Der 65-jährige zitierte den Psalm 78, wo im Weitererzählen unserer Väter ein großer Wert und Erfahrungsschatz liegt. Die Mutter flüchtete aus Ostpreußen und einer Welt, die nach dem Krieg verschwandt. Kiel, Langenlonsheim und Meddersheim an der Nahe waren Zufluchtsorte, Vater Helmut Erich Müller stammte aus der Hauptstraße in Hahnenbach und da wurden Kindheitserinnerungen lebendig: An Haarspray und Färbemittel im Friseursalon in der alten Schule nebenan, an den Hahnenbacher Campingplatz „Romantika“ von Heinrich Mildenberger, wo türkische Gastarbeiter, Hunsrücker Dorfkinder, Stammgäste und Holländische Urlauber schiedlich-friedlich einkehrten, an die Dorfkneipe Giloy, das dorfbildprägende Rathaus von 1939 und die steinerne Bogenbrücke über den Hahnenbach, an die 1961 eröffnete Dorfschule am Hang und einen angriffslustigen Hahn, der die Kinder durchs Dorf jagte. Gedankenversunken schwelgten sehr viele Besucher bei Friedhelm Müllers Cousin und Alt-OB, dem „Hüttenwirt“ Erich Schmäler in Erinnerungen, als die Milch beim Bauern geholt wurde, es nach Heu, Stall und echtem Landleben roch.

Unter der Überschrift „Menschen suchen Heimat“ zählte natürlich auch die Hahnenbacher Glashütte dazu. 1945 lag der industrielle Wirtschaftsbetrieb still, weil 120 im Krieg blieben. Ende der 1950-er Jahre im Nachkriegsdeutschland boomten Glashütten. Spezialisten aus Böhmen, Schlesien und Thüringen kamen nach Hahnenbach. Auch viele türkische Gastarbeiter kamen in die Glashütte und zählten zum Hahnenbacher Dorfbild. Wilhelm Dröscher, „der gute Mensch von Kirn“ blieb zu Lebzeiten Jahrzehnte in punkto Völkerverständigung und Vollbeschäftigung als Wohltäter in positiver Erinnerung, ebenso wie Eduard Steiner, der 1961 den Hahnenbacher Turnverein gründete und ihm zu Ehren noch heute der Steiner-Cross-Lauf ausgetragen wird.

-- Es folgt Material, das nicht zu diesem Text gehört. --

use std::path::Path;

use fxlab_core::{FxError, Result};

/// Decoded audio, mixed down to mono and normalised to [-1, 1].
#[derive(Debug, Clone)]
pub struct MonoClip {
    pub sample_rate: u32,
    pub samples: Vec<f32>,
}

impl MonoClip {
    pub fn duration_seconds(&self) -> f32 {
        self.samples.len() as f32 / self.sample_rate as f32
    }

    /// `len` samples ending at `seconds`, zero-padded outside the clip.
    pub fn window_ending_at(&self, seconds: f64, len: usize) -> Vec<f32> {
        let end = (seconds * self.sample_rate as f64).round() as i64;
        (end - len as i64..end)
            .map(|index| {
                usize::try_from(index)
                    .ok()
                    .and_then(|i| self.samples.get(i).copied())
                    .unwrap_or(0.0)
            })
            .collect()
    }
}

pub fn read_wav(path: &Path) -> Result<MonoClip> {
    let mut reader = hound::WavReader::open(path)
        .map_err(|err| FxError::msg(format!("failed to open {}: {err}", path.display())))?;
    let spec = reader.spec();
    let channels = spec.channels.max(1) as usize;

    let interleaved: Vec<f32> = match spec.sample_format {
        hound::SampleFormat::Float => reader
            .samples::<f32>()
            .collect::<std::result::Result<_, _>>()
            .map_err(decode_error)?,
        hound::SampleFormat::Int => {
            let scale = 1.0 / (1_i64 << (spec.bits_per_sample.clamp(1, 32) - 1)) as f32;
            reader
                .samples::<i32>()
                .map(|sample| sample.map(|value| value as f32 * scale))
                .collect::<std::result::Result<_, _>>()
                .map_err(decode_error)?
        }
    };

    let samples = interleaved
        .chunks(channels)
        .map(|frame| frame.iter().sum::<f32>() / frame.len() as f32)
        .collect();

    tracing::debug!(
        path = %path.display(),
        sample_rate = spec.sample_rate,
        channels,
        "decoded wav"
    );

    Ok(MonoClip {
        sample_rate: spec.sample_rate,
        samples,
    })
}

fn decode_error(err: hound::Error) -> FxError {
    FxError::msg(format!("failed to decode wav samples: {err}"))
}

#[cfg(test)]
mod tests {
    use super::*;

    fn write_stereo(path: &Path) {
        let spec = hound::WavSpec {
            channels: 2,
            sample_rate: 8_000,
            bits_per_sample: 16,
            sample_format: hound::SampleFormat::Int,
        };
        let mut writer = hound::WavWriter::create(path, spec).unwrap();
        for _ in 0..100 {
            writer.write_sample(i16::MAX / 2).unwrap();
            writer.write_sample(0_i16).unwrap();
        }
        writer.finalize().unwrap();
    }

    #[test]
    fn mixes_channels_to_mono() {
        let path = std::env::temp_dir().join(format!("fxlab-mix-{}.wav", std::process::id()));
        write_stereo(&path);

        let clip = read_wav(&path).unwrap();
        std::fs::remove_file(&path).ok();

        assert_eq!(clip.sample_rate, 8_000);
        assert_eq!(clip.samples.len(), 100);
        assert!((clip.samples[0] - 0.25).abs() < 1e-3);
        assert!((clip.duration_seconds() - 0.0125).abs() < 1e-6);
    }

    #[test]
    fn windows_are_zero_padded() {
        let clip = MonoClip {
            sample_rate: 10,
            samples: vec![1.0; 10],
        };
        assert_eq!(clip.window_ending_at(0.3, 5), vec![0.0, 0.0, 1.0, 1.0, 1.0]);
        assert_eq!(clip.window_ending_at(1.2, 4), vec![1.0, 1.0, 0.0, 0.0]);
    }

    #[test]
    fn missing_file_is_an_error() {
        assert!(read_wav(Path::new("/definitely/not/here.wav")).is_err());
    }
}
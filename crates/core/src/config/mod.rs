use std::path::Path;

use serde::{Deserialize, Serialize};

use crate::{BeatConfig, FxError, Result};

/// Top-level configuration structure for the application.
#[derive(Debug, Clone, Default, Serialize, Deserialize)]
#[serde(default)]
pub struct AppConfig {
    pub audio: AudioConfig,
    pub beat: BeatConfig,
    pub runner: RunnerConfig,
}

impl AppConfig {
    /// Parses a JSON document. Missing sections and fields fall back to
    /// their defaults.
    pub fn from_json_str(text: &str) -> Result<Self> {
        let config: Self = serde_json::from_str(text)?;
        config.validate()?;
        Ok(config)
    }

    /// Loads and validates a JSON configuration file.
    pub fn load(path: impl AsRef<Path>) -> Result<Self> {
        let text = std::fs::read_to_string(path.as_ref())?;
        Self::from_json_str(&text)
    }

    pub fn validate(&self) -> Result<()> {
        self.audio.validate()?;
        self.beat.validate()?;
        self.runner.validate()
    }
}

/// Configuration specific to the audio subsystem.
#[derive(Debug, Clone, Serialize, Deserialize)]
#[serde(default)]
pub struct AudioConfig {
    pub sample_rate: u32,
    /// Analysis window length in samples.
    pub block_size: usize,
    /// Temporal smoothing applied to the spectrum, in [0, 1).
    pub smoothing: f32,
    pub min_db: f32,
    pub max_db: f32,
}

impl Default for AudioConfig {
    fn default() -> Self {
        Self {
            sample_rate: 48_000,
            block_size: 2048,
            smoothing: 0.8,
            min_db: -100.0,
            max_db: -30.0,
        }
    }
}

impl AudioConfig {
    pub fn validate(&self) -> Result<()> {
        if self.sample_rate == 0 {
            return Err(FxError::InvalidConfig("audio.sample_rate must be positive".into()));
        }
        if self.block_size < 2 {
            return Err(FxError::InvalidConfig("audio.block_size must be at least 2".into()));
        }
        if !(0.0..1.0).contains(&self.smoothing) {
            return Err(FxError::InvalidConfig("audio.smoothing must be in [0, 1)".into()));
        }
        if self.min_db >= self.max_db {
            return Err(FxError::InvalidConfig(
                "audio.min_db must be below audio.max_db".into(),
            ));
        }
        Ok(())
    }
}

/// Defaults for headless rendering.
#[derive(Debug, Clone, Serialize, Deserialize)]
#[serde(default)]
pub struct RunnerConfig {
    pub width: u32,
    pub height: u32,
    pub fps: u32,
}

impl Default for RunnerConfig {
    fn default() -> Self {
        Self {
            width: 640,
            height: 480,
            fps: 60,
        }
    }
}

impl RunnerConfig {
    pub fn validate(&self) -> Result<()> {
        if self.width == 0 || self.height == 0 {
            return Err(FxError::InvalidConfig("runner surface must not be empty".into()));
        }
        if self.fps == 0 {
            return Err(FxError::InvalidConfig("runner.fps must be positive".into()));
        }
        Ok(())
    }

    /// Frame spacing in milliseconds.
    pub fn frame_ms(&self) -> f64 {
        1000.0 / self.fps as f64
    }
}
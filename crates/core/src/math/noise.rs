use rand::{rngs::StdRng, seq::SliceRandom, SeedableRng};

/// Seeded 2-D gradient noise (improved Perlin).
#[derive(Debug, Clone)]
pub struct Perlin {
    perm: [u8; 512],
}

impl Perlin {
    pub fn new(seed: u64) -> Self {
        let mut table: Vec<u8> = (0..=255).collect();
        table.shuffle(&mut StdRng::seed_from_u64(seed));

        let mut perm = [0u8; 512];
        for (i, slot) in perm.iter_mut().enumerate() {
            *slot = table[i & 255];
        }
        Self { perm }
    }

    /// Noise value in roughly [-1, 1]; zero on integer lattice points.
    pub fn noise(&self, x: f32, y: f32) -> f32 {
        let xi = x.floor();
        let yi = y.floor();
        let xf = x - xi;
        let yf = y - yi;
        let xi = (xi as i32 & 255) as usize;
        let yi = (yi as i32 & 255) as usize;

        let u = fade(xf);
        let v = fade(yf);

        let p = &self.perm;
        let aa = p[p[xi] as usize + yi];
        let ab = p[p[xi] as usize + yi + 1];
        let ba = p[p[xi + 1] as usize + yi];
        let bb = p[p[xi + 1] as usize + yi + 1];

        let x1 = lerp(grad(aa, xf, yf), grad(ba, xf - 1.0, yf), u);
        let x2 = lerp(grad(ab, xf, yf - 1.0), grad(bb, xf - 1.0, yf - 1.0), u);
        lerp(x1, x2, v)
    }

    /// Fractal Brownian motion: `octaves` layers, each at double frequency
    /// and half amplitude, normalised back into [-1, 1].
    pub fn fbm(&self, x: f32, y: f32, octaves: u32) -> f32 {
        let mut total = 0.0;
        let mut amplitude = 1.0;
        let mut frequency = 1.0;
        let mut norm = 0.0;
        for _ in 0..octaves.max(1) {
            total += self.noise(x * frequency, y * frequency) * amplitude;
            norm += amplitude;
            amplitude *= 0.5;
            frequency *= 2.0;
        }
        total / norm
    }
}

fn fade(t: f32) -> f32 {
    t * t * t * (t * (t * 6.0 - 15.0) + 10.0)
}

fn lerp(a: f32, b: f32, t: f32) -> f32 {
    a + t * (b - a)
}

fn grad(hash: u8, x: f32, y: f32) -> f32 {
    match hash & 7 {
        0 => x + y,
        1 => -x + y,
        2 => x - y,
        3 => -x - y,
        4 => x,
        5 => -x,
        6 => y,
        _ => -y,
    }
}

Schwarz-weiß Fotos lagen beim Hüttenwirt aus, auch Glaskolben für Thermosflaschen, die einst produziert wurden, machten die Runde. Trotz schwerer Arbeit fanden viele hier Lohn und Brot. Noch heute gibt es die Türkenhäuser im Ort: „Damals wurden wir mit den Gastarbeiterfamilien groß, viele Ältere leben heute leider nicht mehr. Ich kann mich, anders als heute, an kein falsches Wort erinnern“, sagte Hanno Hille, den man von Musik-Bands her kennt. Und der selbstständige Friseurmeister aus dem Kirner Steinweg No. 37, Andreas Gerlach, sagte, es würde vielen besser stehen, nicht so egozentrisch und egoistisch zu sein und nur an sich zu denken“. Es sei damals faszinierend gewesen, wie aus Sand, Soda, Kalk und Scherben neues Glas wurde. sagte der Autor, Friedhelm Müller. 1977 streikten 78 Arbeiter, am 30. September 1979 schloss die Glashütte. Das große Areal ist heute untervermietet. Bernd Hey.